A trace metal clean reagent to remove surface-bound iron from marine phytoplankton

Many recent studies have investigated Fe biogeochemical cycling, chemical speciation, and limitation of phytoplankton growth in the ocean. In current models of marine iron biogeochemistry, however, two critical parameters remain uncertain. These are the partitioning of particulate iron into scavenged and interior pools, and the iron quotas (Fe/C ratios) of natural plankton communities. These values have not been measured in natural samples, because the only reagent that is available to remove surface adsorbed Fe from cells and other particles (Ti(III) citrate/EDTA [Limnol Oceanogr 34 (1989) 1113]) contains substantial levels of contaminating Fe, and is therefore useful only for Fe radiotracer experiments. We developed a new reagent that differentiates between intra- and surface adsorbed Fe pools in marine phytoplankton as effectively as the Ti wash, but that is also trace metal clean, chemically stable, and harmless to cells. This reagent uses oxalate as a reductant to remove surface adsorbed Fe from phytoplankton cells and other particles.
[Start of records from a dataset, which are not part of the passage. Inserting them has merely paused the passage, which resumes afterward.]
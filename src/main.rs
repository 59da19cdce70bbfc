use anyhow::{Context, Result};
use clap::{Parser, Subcommand};
use dotenv::dotenv;
use std::path::PathBuf;
use std::sync::Arc;
use tracing::{info, Level};
use tracing_subscriber::FmtSubscriber;

use coinseer::config::{self, parse_cutoff, Config};
use coinseer::feed_reader::{ArticleSelector, FeedLoader, SourceFetcher};
use coinseer::monitoring::{log_summary, ReportLogger};
use coinseer::sentiment::{
    LexiconClassifier, RemoteClassifier, SentimentAggregator, SentimentClassifier,
};
use coinseer::Pipeline;

#[derive(Parser)]
#[command(author, version, about, long_about = None)]
struct Cli {
    #[command(subcommand)]
    command: Option<Commands>,

    /// Enable debug logging
    #[arg(short, long, global = true)]
    verbose: bool,
}

#[derive(Subcommand)]
enum Commands {
    /// Load feeds, tag currency mentions and score their sentiment
    Run {
        /// Earliest publish date to consider (YYYY-MM-DD)
        #[arg(long)]
        cutoff: Option<String>,
        /// Feed list file, one source per line
        #[arg(long)]
        feeds: Option<PathBuf>,
        /// JSON alias table replacing the built-in one
        #[arg(long)]
        aliases: Option<PathBuf>,
        /// Skip writing the JSON report
        #[arg(long)]
        no_report: bool,
    },
    /// Validate configuration and list sources and aliases
    Init,
}

#[tokio::main]
async fn main() -> Result<()> {
    // Load environment variables from .env file
    dotenv().ok();

    let cli = Cli::parse();

    // Initialize logging
    let level = if cli.verbose { Level::DEBUG } else { Level::INFO };
    let subscriber = FmtSubscriber::builder().with_max_level(level).finish();
    tracing::subscriber::set_global_default(subscriber)
        .context("setting default subscriber failed")?;

    info!("Starting CoinSeer - crypto news sentiment oracle");

    let mut config = config::load_config().await?;

    match cli.command {
        Some(Commands::Run { cutoff, feeds, aliases, no_report }) => {
            if let Some(cutoff) = cutoff {
                config.cutoff = Some(parse_cutoff(&cutoff)?);
            }
            if let Some(feeds) = feeds {
                config.feeds_file = feeds;
            }
            if let Some(aliases) = aliases {
                config.alias_table_path = Some(aliases);
            }

            // Reported once, by the error returned from main
            run_coinseer(&config, !no_report).await.context("run failed")?;
        }
        Some(Commands::Init) => {
            config::initialize_config(&config).await?;
        }
        None => {
            info!("No command specified. Use --help for available commands.");
        }
    }

    Ok(())
}

async fn run_coinseer(config: &Config, write_report: bool) -> Result<()> {
    // Everything that can be misconfigured fails here, before any feed is read
    config.validate().context("invalid configuration")?;
    let cutoff = config.cutoff_date()?;
    let aliases = config.alias_table()?;
    let sources = config.feed_sources()?;
    let report_logger = if write_report {
        Some(ReportLogger::new(Some(config.report_dir.as_path()))?)
    } else {
        None
    };

    info!(
        "{} sources, {} currencies, cutoff {}",
        sources.len(),
        aliases.len(),
        cutoff
    );

    let classifier: Arc<dyn SentimentClassifier> = match &config.classifier_url {
        Some(url) => Arc::new(RemoteClassifier::new(url.clone(), config.feed_timeout())?),
        None => {
            info!("No classifier endpoint configured, using the built-in lexicon");
            Arc::new(LexiconClassifier::new())
        }
    };

    let loader = FeedLoader::new(
        Arc::new(SourceFetcher::new(config.feed_timeout())?),
        config.feed_timeout(),
    );
    let aggregator = SentimentAggregator::new(classifier, config.classification_policy)
        .with_max_concurrent(config.max_concurrent_classifications);
    let pipeline = Pipeline::new(loader, ArticleSelector::new(cutoff), aliases, aggregator);

    let report = pipeline.run(&sources).await?;

    log_summary(&report);
    if let Some(logger) = report_logger {
        logger.write_report(&report).await?;
    }

    Ok(())
}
A simple cleaning protocol reduces Fe concentrations in the oxalate solution to levels suitable for trace metal clean field measurements. The oxalate reagent was used to measure scavenged and interior Fe pools in suspended particles collected at four stations in the Southern Ocean. Sixteen percent to eighty-six percent of the total Fe associated with these samples was found to be surface-adsorbed. The oxalate reagent provides a new tool to accurately measure the physical partitioning of Fe in marine particles and could be used along with appropriate corrections for lithogenic Fe to estimate the intracellular Fe quotas of natural plankton communities.